Pour que vous goûtiez notre remarque, simple en apparence, mais qui nous a coûté douze ans de réflexions, il faut que vous nous permettiez de vous raconter posément et graduellement de quelle manière elle nous est venue. Bien que les lettres soient maintenant avilies, il fut un temps, monsieur, où elles florissaient ; il fut un temps où l’on lisait les livres ; et dans nos théâtres, naguère encore, il fut un temps où l’on sifflait.
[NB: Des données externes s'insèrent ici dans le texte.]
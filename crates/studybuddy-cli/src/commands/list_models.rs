//! The `studybuddy list-models` command.

use std::path::PathBuf;

use anyhow::Result;
use comfy_table::{Cell, Table};

use studybuddy_core::traits::ModelInfo;
use studybuddy_providers::config::load_config_from;
use studybuddy_providers::ollama::OllamaProvider;
use studybuddy_providers::{create_provider, ProviderConfig};

pub async fn execute(provider_filter: Option<String>, config_path: Option<PathBuf>) -> Result<()> {
    let config = load_config_from(config_path.as_deref())?;

    let mut providers: Vec<(String, ProviderConfig)> = config
        .providers
        .iter()
        .map(|(name, pconfig)| (name.clone(), pconfig.clone()))
        .collect();
    if !config.providers.contains_key(&config.default_provider) {
        if let Some(pconfig) = config.default_provider_config() {
            providers.push((config.default_provider.clone(), pconfig));
        }
    }
    providers.sort_by(|a, b| a.0.cmp(&b.0));

    let mut table = Table::new();
    table.set_header(vec!["Provider", "Model", "Name", "Context"]);
    let mut found_any = false;

    for (name, pconfig) in &providers {
        if provider_filter.as_ref().is_some_and(|filter| filter != name) {
            continue;
        }

        let models = match pconfig {
            // Ollama only knows its models at runtime.
            ProviderConfig::Ollama { base_url } => {
                match OllamaProvider::new(base_url)?.list_models_async().await {
                    Ok(models) => models,
                    Err(e) => {
                        eprintln!("{name}: {e:#}");
                        continue;
                    }
                }
            }
            _ => create_provider(name, pconfig)?.available_models(),
        };

        for model in &models {
            found_any = true;
            table.add_row(row(name, model));
        }
    }

    if found_any {
        println!("{table}");
    } else {
        println!("No models found. Run `studybuddy init` to create a config file.");
    }
    Ok(())
}

fn row(provider: &str, model: &ModelInfo) -> Vec<Cell> {
    let context = if model.max_context > 0 {
        format!("{}K", model.max_context / 1000)
    } else {
        "-".to_string()
    };
    vec![
        Cell::new(provider),
        Cell::new(&model.id),
        Cell::new(&model.name),
        Cell::new(context),
    ]
}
C’était, si notre mémoire est bonne, de 1824 à 1829 ; le roi d’alors, le clergé aidant, se préparait à renverser la charte, et à priver le peuple de ses droits ; et vous n’êtes pas sans vous souvenir qu’à cette époque il a été grandement question d’une méthode toute nouvelle qu’on venait d’inventer pour faire des pièces de théâtre, des romans et même des sonnets. On s’en est fort occupé ici ; mais nous n’avons jamais pu apprendre clairement, ni mon ami Cotonet ni moi, ce que c’était que le romantisme, et cependant nous avons beaucoup lu, notamment des préfaces, car nous ne sommes pas de Falaise, nous savons bien que c’est le principal, et que le reste n’est que pour enfler la chose ; mais il ne faut pas anticiper.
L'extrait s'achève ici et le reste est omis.